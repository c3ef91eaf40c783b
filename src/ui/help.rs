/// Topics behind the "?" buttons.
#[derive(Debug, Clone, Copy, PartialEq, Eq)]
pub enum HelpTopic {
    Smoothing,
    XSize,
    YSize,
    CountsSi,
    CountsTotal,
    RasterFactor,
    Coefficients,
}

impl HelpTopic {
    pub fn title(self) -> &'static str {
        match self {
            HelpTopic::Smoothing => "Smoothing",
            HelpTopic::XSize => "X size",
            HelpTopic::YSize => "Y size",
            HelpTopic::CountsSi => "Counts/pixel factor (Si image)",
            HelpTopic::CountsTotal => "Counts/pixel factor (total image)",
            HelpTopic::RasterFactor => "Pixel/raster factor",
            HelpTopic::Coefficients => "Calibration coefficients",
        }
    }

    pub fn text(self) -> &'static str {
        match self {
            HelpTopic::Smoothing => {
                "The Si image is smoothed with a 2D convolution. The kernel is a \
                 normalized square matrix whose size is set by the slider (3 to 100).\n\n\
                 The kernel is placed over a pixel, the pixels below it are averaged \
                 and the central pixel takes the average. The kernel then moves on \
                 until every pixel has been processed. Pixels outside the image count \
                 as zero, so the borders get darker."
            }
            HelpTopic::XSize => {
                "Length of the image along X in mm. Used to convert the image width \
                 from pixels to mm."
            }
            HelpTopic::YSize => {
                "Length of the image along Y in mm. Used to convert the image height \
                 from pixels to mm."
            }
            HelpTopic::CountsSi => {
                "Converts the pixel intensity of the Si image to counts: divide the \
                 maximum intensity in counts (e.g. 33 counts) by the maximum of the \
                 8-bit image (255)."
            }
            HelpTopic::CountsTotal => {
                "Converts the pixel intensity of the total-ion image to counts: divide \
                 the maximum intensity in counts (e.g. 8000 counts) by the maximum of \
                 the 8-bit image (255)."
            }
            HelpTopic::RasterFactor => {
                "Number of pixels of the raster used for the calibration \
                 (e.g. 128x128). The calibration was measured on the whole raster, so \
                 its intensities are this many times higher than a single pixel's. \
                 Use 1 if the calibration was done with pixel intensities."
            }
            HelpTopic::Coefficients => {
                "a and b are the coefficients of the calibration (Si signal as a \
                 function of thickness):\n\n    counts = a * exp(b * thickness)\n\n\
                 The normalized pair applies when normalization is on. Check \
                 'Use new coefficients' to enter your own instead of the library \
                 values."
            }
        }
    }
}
- - - -
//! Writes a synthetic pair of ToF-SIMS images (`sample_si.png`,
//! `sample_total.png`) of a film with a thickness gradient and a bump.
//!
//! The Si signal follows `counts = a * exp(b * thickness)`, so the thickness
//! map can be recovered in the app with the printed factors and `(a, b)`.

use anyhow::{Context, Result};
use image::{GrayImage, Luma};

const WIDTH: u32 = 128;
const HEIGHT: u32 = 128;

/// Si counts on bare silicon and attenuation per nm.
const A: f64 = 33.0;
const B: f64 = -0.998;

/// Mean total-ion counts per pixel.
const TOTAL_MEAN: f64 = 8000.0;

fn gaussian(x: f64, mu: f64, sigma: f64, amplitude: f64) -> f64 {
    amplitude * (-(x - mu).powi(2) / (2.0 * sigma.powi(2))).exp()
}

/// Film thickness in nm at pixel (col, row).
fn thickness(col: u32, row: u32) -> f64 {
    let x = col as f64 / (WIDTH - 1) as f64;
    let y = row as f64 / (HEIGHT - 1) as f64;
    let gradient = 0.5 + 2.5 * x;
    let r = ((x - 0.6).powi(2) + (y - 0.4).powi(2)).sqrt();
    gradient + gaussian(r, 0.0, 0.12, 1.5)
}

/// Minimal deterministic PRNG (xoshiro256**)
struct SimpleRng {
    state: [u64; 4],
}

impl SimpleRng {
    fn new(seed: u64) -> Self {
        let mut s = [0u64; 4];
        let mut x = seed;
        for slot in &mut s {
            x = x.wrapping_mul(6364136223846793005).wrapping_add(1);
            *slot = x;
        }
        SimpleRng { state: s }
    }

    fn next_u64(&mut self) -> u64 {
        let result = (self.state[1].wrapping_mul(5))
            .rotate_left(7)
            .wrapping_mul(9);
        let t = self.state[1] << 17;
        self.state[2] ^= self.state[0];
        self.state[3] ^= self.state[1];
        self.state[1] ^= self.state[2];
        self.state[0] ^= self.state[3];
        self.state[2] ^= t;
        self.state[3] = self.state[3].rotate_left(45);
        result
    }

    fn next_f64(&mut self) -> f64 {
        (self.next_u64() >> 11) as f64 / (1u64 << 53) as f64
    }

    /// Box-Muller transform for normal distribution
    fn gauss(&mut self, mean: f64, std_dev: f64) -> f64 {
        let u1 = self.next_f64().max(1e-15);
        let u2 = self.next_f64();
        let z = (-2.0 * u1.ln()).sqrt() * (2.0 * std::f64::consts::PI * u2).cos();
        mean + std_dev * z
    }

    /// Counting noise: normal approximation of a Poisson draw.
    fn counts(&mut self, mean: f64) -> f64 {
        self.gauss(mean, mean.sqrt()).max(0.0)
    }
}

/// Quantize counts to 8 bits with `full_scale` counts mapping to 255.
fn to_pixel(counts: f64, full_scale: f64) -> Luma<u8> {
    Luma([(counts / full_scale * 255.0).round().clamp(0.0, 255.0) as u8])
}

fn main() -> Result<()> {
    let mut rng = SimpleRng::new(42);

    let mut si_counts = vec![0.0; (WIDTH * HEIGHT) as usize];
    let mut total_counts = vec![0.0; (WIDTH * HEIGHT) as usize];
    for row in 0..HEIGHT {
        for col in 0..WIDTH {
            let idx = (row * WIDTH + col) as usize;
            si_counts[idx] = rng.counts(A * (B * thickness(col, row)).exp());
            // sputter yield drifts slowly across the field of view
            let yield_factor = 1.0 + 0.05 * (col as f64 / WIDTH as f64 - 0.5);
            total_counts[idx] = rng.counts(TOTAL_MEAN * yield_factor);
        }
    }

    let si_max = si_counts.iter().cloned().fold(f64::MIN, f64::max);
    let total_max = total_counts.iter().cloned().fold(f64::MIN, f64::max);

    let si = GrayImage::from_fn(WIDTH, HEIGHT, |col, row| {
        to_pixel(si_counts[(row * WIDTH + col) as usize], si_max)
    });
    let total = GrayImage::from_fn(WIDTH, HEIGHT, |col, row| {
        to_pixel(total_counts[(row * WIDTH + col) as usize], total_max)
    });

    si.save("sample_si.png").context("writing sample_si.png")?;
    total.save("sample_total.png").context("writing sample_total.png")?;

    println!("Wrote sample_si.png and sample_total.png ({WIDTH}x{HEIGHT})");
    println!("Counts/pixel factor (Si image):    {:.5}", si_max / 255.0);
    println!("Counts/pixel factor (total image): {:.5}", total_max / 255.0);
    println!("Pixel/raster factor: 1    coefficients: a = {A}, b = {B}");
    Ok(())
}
- - - -
About this exercise: A verbatim transcription is needed of the lines above, starting at the line with "fn thickness(col: u32, row: u32)" and ending at the line with "for slot in", both included, and of nothing else.

Reply to the task:
fn thickness(col: u32, row: u32) -> f64 {
    let x = col as f64 / (WIDTH - 1) as f64;
    let y = row as f64 / (HEIGHT - 1) as f64;
    let gradient = 0.5 + 2.5 * x;
    let r = ((x - 0.6).powi(2) + (y - 0.4).powi(2)).sqrt();
    gradient + gaussian(r, 0.0, 0.12, 1.5)
}

/// Minimal deterministic PRNG (xoshiro256**)
struct SimpleRng {
    state: [u64; 4],
}

impl SimpleRng {
    fn new(seed: u64) -> Self {
        let mut s = [0u64; 4];
        let mut x = seed;
        for slot in &mut s {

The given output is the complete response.